Kissing Shakespeare follows the story of Miranda who is basically kidnapped by a time traveler, Stephen, from the 1500's and is transported back to his time to seduce Shakespeare in order to make sure that he doesn't join the church and give up his dream of writing. Yes, this is a little bit far fetched but I regularly read about the paranormal so who am I to judge?

Miranda or Olivia as she is called for most of the novel adjusts rather quickly to life in medieval Europe and accepts the role of seducer of Shakespeare which Stephen has thrust upon her without much protest. This seemed a little far-fetched for me and I think this detracted a little from the story as I really had to work to make myself see why Miranda made the decisions she did.

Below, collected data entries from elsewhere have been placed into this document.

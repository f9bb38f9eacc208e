use axum::{
    extract::ws::{Message, WebSocket, WebSocketUpgrade},
    extract::State,
    response::IntoResponse,
    routing::get,
    Router,
};
use futures::{sink::SinkExt, stream::StreamExt};
use serde::Deserialize;
use serde_json::json;
use std::net::SocketAddr;
use std::sync::{Arc, RwLock};
use tower_http::trace::TraceLayer;
use tracing::{info, warn};
use uuid::Uuid;

use fold_core::geometry::Point;
use fold_core::paper::{CreaseError, Paper};

/// Format a fold error as a JSON message for the frontend
fn format_error(code: &str, message: &str, severity: &str) -> String {
    format!(
        "ERROR_UPDATE:{}",
        json!({
            "code": code,
            "message": message,
            "severity": severity
        })
    )
}

fn format_paper(paper: &Paper) -> String {
    format!(
        "PAPER_UPDATE:{}",
        serde_json::to_string(paper).unwrap_or_else(|_| "{}".to_string())
    )
}

/// A fold request: two previously reported points, selected by the client.
/// Coordinates are in paper space (unit square, y up); any pixel transform
/// is the client's.
#[derive(Debug, Deserialize)]
struct FoldRequest {
    p1: [f64; 2],
    p2: [f64; 2],
}

// Application State
struct AppState {
    paper: Arc<RwLock<Paper>>,
}

#[tokio::main]
async fn main() {
    tracing_subscriber::fmt::init();

    let shared_state = Arc::new(AppState {
        paper: Arc::new(RwLock::new(Paper::new())),
    });

    // build our application with a route
    let app = Router::new()
        .route("/", get(root))
        .route("/ws", get(ws_handler))
        .layer(TraceLayer::new_for_http())
        .with_state(shared_state);

    let addr = SocketAddr::from(([127, 0, 0, 1], 3000));
    info!("listening on {}", addr);
    let listener = tokio::net::TcpListener::bind(addr).await.unwrap();
    axum::serve(listener, app).await.unwrap();
}

async fn root() -> &'static str {
    "Hello from the fold backend!"
}

async fn ws_handler(
    ws: WebSocketUpgrade,
    State(state): State<Arc<AppState>>,
) -> impl IntoResponse {
    ws.on_upgrade(|socket| handle_socket(socket, state))
}

async fn handle_socket(socket: WebSocket, state: Arc<AppState>) {
    let session = Uuid::new_v4();
    info!("client connected, session {}", session);

    let (mut sender, mut receiver) = socket.split();

    // Send the current sheet so the client can draw it.
    {
        let update = {
            let paper = state.paper.read().unwrap();
            format_paper(&paper)
        };
        if sender.send(Message::Text(update)).await.is_err() {
            return;
        }
    }

    while let Some(msg) = receiver.next().await {
        let msg = if let Ok(msg) = msg {
            msg
        } else {
            return;
        };

        if let Message::Text(text) = msg {
            info!("session {}: {}", session, text);
            let reply = handle_command(&text, &state);
            if sender.send(Message::Text(reply)).await.is_err() {
                return;
            }
        }
    }

    info!("client disconnected, session {}", session);
}

/// Apply one text command to the shared sheet and produce the reply.
fn handle_command(text: &str, state: &AppState) -> String {
    if text == "RESET" {
        let mut paper = state.paper.write().unwrap();
        *paper = Paper::new();
        return format_paper(&paper);
    }

    if let Some(body) = text.strip_prefix("FOLD:") {
        let request: FoldRequest = match serde_json::from_str(body) {
            Ok(request) => request,
            Err(e) => {
                warn!("malformed fold request: {}", e);
                return format_error(
                    "BAD_REQUEST",
                    &format!("malformed fold request: {}", e),
                    "error",
                );
            }
        };

        let p1 = Point::new(request.p1[0], request.p1[1]);
        let p2 = Point::new(request.p2[0], request.p2[1]);

        let mut paper = state.paper.write().unwrap();

        // Selection must name points the sheet already knows; the core
        // trusts its inputs, so the check lives here.
        for p in [&p1, &p2] {
            if !paper.contains_point(p) {
                return format_error(
                    "UNKNOWN_POINT",
                    &format!("({}, {}) is not a point of the paper", p.x, p.y),
                    "error",
                );
            }
        }

        return match paper.crease(p1, p2) {
            Ok(folded) => {
                *paper = folded;
                format_paper(&paper)
            }
            Err(err @ CreaseError::Degenerate(_)) => {
                format_error("DEGENERATE_SEGMENT", &err.to_string(), "warning")
            }
            Err(err @ CreaseError::InvalidCrease { .. }) => {
                format_error("INVALID_CREASE", &err.to_string(), "warning")
            }
        };
    }

    format_error(
        "UNKNOWN_COMMAND",
        &format!("unrecognized command: {}", text),
        "error",
    )
}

I also wanted to like Stephen but I never got the vibe that he really truly cared for Miranda. Stephen was hot one second and cold the next and then the ending left me saying WTF?! I don't want to spoil it for anyone but trust me when I say its not the happy ending I was expecting and the author leaves it open for a sequel.

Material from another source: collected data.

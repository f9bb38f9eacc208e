use super::*;
use crate::geometry::SegmentKind;

fn p(x: f64, y: f64) -> Point {
    Point::new(x, y)
}

#[test]
fn test_fresh_sheet_is_four_corners_and_four_edges() {
    let paper = Paper::new();

    assert_eq!(paper.points().len(), 4);
    assert_eq!(paper.segments().len(), 4);
    assert!(paper.segments().iter().all(|s| s.is_edge()));

    for segment in paper.segments() {
        assert!(paper.contains_point(&segment.start()));
        assert!(paper.contains_point(&segment.end()));
    }
}

#[test]
fn test_vertical_fold_splits_top_and_bottom_edges() {
    let paper = Paper::new();

    // Top-left to top-right: the bisector is the vertical line x = 0.5.
    let folded = paper.crease(p(0.0, 1.0), p(1.0, 1.0)).unwrap();

    assert_eq!(folded.points().len(), 6);
    assert_eq!(folded.segments().len(), 5);
    assert!(folded.contains_point(&p(0.5, 1.0)));
    assert!(folded.contains_point(&p(0.5, 0.0)));

    let crease = folded.segments().last().unwrap();
    assert_eq!(crease.kind(), SegmentKind::Crease);
    assert_eq!(crease.start(), p(0.5, 0.0));
    assert_eq!(crease.end(), p(0.5, 1.0));

    // Functional update: the original sheet is untouched.
    assert_eq!(paper.points().len(), 4);
    assert_eq!(paper.segments().len(), 4);
}

#[test]
fn test_selecting_the_same_point_twice_is_degenerate() {
    let paper = Paper::new();
    let err = paper.crease(p(0.0, 0.0), p(0.0, 0.0)).unwrap_err();
    assert_eq!(
        err,
        CreaseError::Degenerate(GeometryError::DegenerateSegment { x: 0.0, y: 0.0 })
    );
}

#[test]
fn test_retracing_a_fold_appends_a_duplicate_crease() {
    let paper = Paper::new();
    let once = paper.crease(p(0.0, 1.0), p(1.0, 1.0)).unwrap();
    let twice = once.crease(p(0.0, 1.0), p(1.0, 1.0)).unwrap();

    // Both crossing points already exist, so the point set is unchanged
    // while the segment list grows by a geometrically identical crease.
    assert_eq!(twice.points().len(), once.points().len());
    assert_eq!(twice.segments().len(), once.segments().len() + 1);

    let n = twice.segments().len();
    assert_eq!(twice.segments()[n - 1], twice.segments()[n - 2]);
}

#[test]
fn test_fold_crossing_an_earlier_crease_adds_the_interior_point() {
    let paper = Paper::new();
    let vertical = paper.crease(p(0.0, 1.0), p(1.0, 1.0)).unwrap();

    // Left-bottom to left-top: the bisector is the horizontal line y = 0.5,
    // which crosses the first crease in the interior at (0.5, 0.5).
    let both = vertical.crease(p(0.0, 0.0), p(0.0, 1.0)).unwrap();

    assert!(both.contains_point(&p(0.0, 0.5)));
    assert!(both.contains_point(&p(1.0, 0.5)));
    assert!(both.contains_point(&p(0.5, 0.5)));
    assert_eq!(both.points().len(), 9);
    assert_eq!(both.segments().len(), 6);

    // The interior crossing is a point, not a crease endpoint.
    let crease = both.segments().last().unwrap();
    assert_eq!(crease.start(), p(0.0, 0.5));
    assert_eq!(crease.end(), p(1.0, 0.5));
}

#[test]
fn test_corner_to_corner_fold_creases_the_main_diagonal() {
    // The fold direction swaps components rather than rotating, so the
    // "bisector" of (0,0)-(1,1) runs along that same diagonal and the
    // crease lands on it, meeting the boundary at the selected corners.
    let paper = Paper::new();
    let folded = paper.crease(p(0.0, 0.0), p(1.0, 1.0)).unwrap();

    assert_eq!(folded.points().len(), 4);
    assert_eq!(folded.segments().len(), 5);

    let crease = folded.segments().last().unwrap();
    assert_eq!(crease.start(), p(0.0, 0.0));
    assert_eq!(crease.end(), p(1.0, 1.0));
}

#[test]
fn test_anti_diagonal_fold_passes_through_both_corners() {
    let paper = Paper::new();
    let folded = paper.crease(p(1.0, 0.0), p(0.0, 1.0)).unwrap();

    // Each corner is reported by both incident edges; dedup leaves two.
    let crease = folded.segments().last().unwrap();
    assert_eq!(crease.start(), p(0.0, 1.0));
    assert_eq!(crease.end(), p(1.0, 0.0));
    assert_eq!(folded.points().len(), 4);
}

#[test]
fn test_rejects_fold_whose_line_crosses_the_boundary_off_count() {
    let paper = Paper::new();
    let vertical = paper.crease(p(0.0, 1.0), p(1.0, 1.0)).unwrap();

    // Folding (1,0) onto (0.5,1) gives a cut that crosses the left and
    // right edges and also hits the top edge's back extension at
    // (-0.25, 1), for three boundary points.
    let err = vertical.crease(p(1.0, 0.0), p(0.5, 1.0)).unwrap_err();
    assert_eq!(err, CreaseError::InvalidCrease { found: 3 });

    // Atomicity: the failed fold left nothing behind.
    assert_eq!(vertical.points().len(), 6);
    assert_eq!(vertical.segments().len(), 5);
}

I was actually disappointed with the character of Shakespeare. Miranda was meant to seduce him but what he really needed was a friend and confident and Miranda should have told Stephen that right from the get-go rather then forcing herself on Shakespeare. I actually think that Shakespeare could have done without the coercion of Miranda and Stephen and still chosen the writing route. Decisions like what to do with your life shouldn't be made or swayed by others friends. At times I was just rolling my eyes and wishing they would let Shakespeare be to think hard on what he really wanted out of his life.

While living in the past Miranda is masquerading as Stephen's sister, Olivia, so for most of the book she is called Olivia. One of my biggest pet peeves is when a character switches names (i.e. Four/Tobias). It wasn't too bad in Kissing Shakespeare because I never got to know the character as Miranda before she was suddenly Olivia. What did bother me is that as the relationship between Stephen and Miranda progresses while he is kissing her, even saying goodbye to her, Stephan calls her Olivia. I guess it just kind of creeped me out that he was kissing Miranda and calling her his sister's name. Please let me know if this weirded anyone else out.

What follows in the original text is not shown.